DATA EXTRACTS:
☆ ☆ ☆ ☆ ☆
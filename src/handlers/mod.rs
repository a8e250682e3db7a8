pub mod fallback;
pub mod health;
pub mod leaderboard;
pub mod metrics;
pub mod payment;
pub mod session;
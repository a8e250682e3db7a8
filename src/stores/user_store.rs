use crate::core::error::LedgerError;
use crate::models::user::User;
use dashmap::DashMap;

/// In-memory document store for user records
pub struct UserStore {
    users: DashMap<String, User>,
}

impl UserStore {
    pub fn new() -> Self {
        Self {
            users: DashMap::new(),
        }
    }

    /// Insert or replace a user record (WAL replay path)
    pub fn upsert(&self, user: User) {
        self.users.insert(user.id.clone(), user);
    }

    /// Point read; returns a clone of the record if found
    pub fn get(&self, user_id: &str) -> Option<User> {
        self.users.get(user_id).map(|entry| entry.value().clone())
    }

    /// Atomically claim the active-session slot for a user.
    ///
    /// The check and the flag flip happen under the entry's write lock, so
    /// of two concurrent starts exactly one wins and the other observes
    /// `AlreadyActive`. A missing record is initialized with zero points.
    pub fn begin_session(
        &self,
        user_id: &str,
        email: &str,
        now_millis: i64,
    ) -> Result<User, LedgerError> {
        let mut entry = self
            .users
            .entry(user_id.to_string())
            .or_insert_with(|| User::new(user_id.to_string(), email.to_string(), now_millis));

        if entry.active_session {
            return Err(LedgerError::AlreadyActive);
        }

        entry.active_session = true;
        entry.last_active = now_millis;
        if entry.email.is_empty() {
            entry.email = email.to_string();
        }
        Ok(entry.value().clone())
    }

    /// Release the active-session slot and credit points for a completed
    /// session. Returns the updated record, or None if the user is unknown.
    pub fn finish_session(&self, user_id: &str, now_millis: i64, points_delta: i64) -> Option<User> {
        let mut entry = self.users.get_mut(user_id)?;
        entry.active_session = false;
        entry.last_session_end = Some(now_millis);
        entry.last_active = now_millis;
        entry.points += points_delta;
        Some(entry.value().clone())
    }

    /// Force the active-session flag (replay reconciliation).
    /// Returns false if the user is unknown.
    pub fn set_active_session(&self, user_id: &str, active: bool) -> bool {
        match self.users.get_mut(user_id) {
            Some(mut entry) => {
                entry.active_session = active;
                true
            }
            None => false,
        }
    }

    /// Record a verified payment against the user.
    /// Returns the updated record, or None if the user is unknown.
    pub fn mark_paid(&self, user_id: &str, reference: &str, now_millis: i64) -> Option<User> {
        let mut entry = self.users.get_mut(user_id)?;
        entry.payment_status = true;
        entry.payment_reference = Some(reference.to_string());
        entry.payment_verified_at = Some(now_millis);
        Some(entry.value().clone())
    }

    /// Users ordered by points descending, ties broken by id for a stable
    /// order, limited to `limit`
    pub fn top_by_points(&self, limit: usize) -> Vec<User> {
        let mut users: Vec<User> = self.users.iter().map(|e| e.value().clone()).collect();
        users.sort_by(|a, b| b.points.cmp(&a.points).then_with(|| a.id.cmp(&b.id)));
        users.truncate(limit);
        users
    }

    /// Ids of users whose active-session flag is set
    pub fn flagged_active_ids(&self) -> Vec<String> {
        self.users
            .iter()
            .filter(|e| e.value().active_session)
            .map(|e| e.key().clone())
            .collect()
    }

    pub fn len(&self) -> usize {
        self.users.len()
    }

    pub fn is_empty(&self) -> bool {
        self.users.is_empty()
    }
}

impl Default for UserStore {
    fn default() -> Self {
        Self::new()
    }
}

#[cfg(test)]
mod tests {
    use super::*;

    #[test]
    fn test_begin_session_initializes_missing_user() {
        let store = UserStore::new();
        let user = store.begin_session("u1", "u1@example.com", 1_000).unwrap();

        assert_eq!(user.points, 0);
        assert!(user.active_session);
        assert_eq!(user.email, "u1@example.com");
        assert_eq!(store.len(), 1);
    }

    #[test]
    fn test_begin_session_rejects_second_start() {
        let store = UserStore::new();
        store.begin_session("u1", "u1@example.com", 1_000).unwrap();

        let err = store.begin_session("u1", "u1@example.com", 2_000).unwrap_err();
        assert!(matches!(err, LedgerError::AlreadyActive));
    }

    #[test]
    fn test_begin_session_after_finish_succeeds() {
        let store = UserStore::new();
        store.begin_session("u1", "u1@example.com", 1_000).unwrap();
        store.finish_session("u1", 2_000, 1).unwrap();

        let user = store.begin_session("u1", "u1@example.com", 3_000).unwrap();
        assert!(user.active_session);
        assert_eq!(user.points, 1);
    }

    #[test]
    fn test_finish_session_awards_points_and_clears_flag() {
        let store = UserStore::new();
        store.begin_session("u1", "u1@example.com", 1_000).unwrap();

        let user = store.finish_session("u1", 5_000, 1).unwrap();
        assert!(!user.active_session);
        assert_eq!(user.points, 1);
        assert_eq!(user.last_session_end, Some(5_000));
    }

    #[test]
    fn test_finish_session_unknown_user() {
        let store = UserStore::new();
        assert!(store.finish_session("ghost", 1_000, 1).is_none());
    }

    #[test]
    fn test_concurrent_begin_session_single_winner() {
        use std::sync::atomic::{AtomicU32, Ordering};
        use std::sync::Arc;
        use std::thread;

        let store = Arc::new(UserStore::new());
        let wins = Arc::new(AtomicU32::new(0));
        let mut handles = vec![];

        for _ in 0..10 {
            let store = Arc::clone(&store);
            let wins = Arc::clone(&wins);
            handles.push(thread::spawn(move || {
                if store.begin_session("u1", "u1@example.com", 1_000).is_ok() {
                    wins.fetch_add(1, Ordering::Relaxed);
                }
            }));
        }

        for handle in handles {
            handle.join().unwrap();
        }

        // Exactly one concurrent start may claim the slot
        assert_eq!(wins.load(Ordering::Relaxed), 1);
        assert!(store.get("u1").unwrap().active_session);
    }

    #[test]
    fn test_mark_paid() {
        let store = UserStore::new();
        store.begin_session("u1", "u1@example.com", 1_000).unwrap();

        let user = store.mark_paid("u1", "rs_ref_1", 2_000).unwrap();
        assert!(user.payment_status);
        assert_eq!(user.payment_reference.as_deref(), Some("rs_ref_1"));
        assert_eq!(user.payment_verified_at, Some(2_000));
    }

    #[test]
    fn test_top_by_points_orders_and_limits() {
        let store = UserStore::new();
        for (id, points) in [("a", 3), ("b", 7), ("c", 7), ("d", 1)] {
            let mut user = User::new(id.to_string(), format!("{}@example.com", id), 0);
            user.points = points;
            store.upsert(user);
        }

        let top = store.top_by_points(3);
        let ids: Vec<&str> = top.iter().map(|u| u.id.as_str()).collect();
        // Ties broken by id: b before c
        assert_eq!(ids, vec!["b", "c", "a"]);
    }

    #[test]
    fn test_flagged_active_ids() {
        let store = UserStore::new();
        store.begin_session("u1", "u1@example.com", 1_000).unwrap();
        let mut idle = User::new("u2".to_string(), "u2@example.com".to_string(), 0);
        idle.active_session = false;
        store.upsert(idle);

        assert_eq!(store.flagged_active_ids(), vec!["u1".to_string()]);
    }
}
☆ ☆ ☆ ☆ ☆
TASK BRIEF: Using the listing above, return word for word each line from the one that has "with zero points." through the one that has "for a completed", and no line outside that range.

RESPONSE TO THE TASK:
    /// `AlreadyActive`. A missing record is initialized with zero points.
    pub fn begin_session(
        &self,
        user_id: &str,
        email: &str,
        now_millis: i64,
    ) -> Result<User, LedgerError> {
        let mut entry = self
            .users
            .entry(user_id.to_string())
            .or_insert_with(|| User::new(user_id.to_string(), email.to_string(), now_millis));

        if entry.active_session {
            return Err(LedgerError::AlreadyActive);
        }

        entry.active_session = true;
        entry.last_active = now_millis;
        if entry.email.is_empty() {
            entry.email = email.to_string();
        }
        Ok(entry.value().clone())
    }

    /// Release the active-session slot and credit points for a completed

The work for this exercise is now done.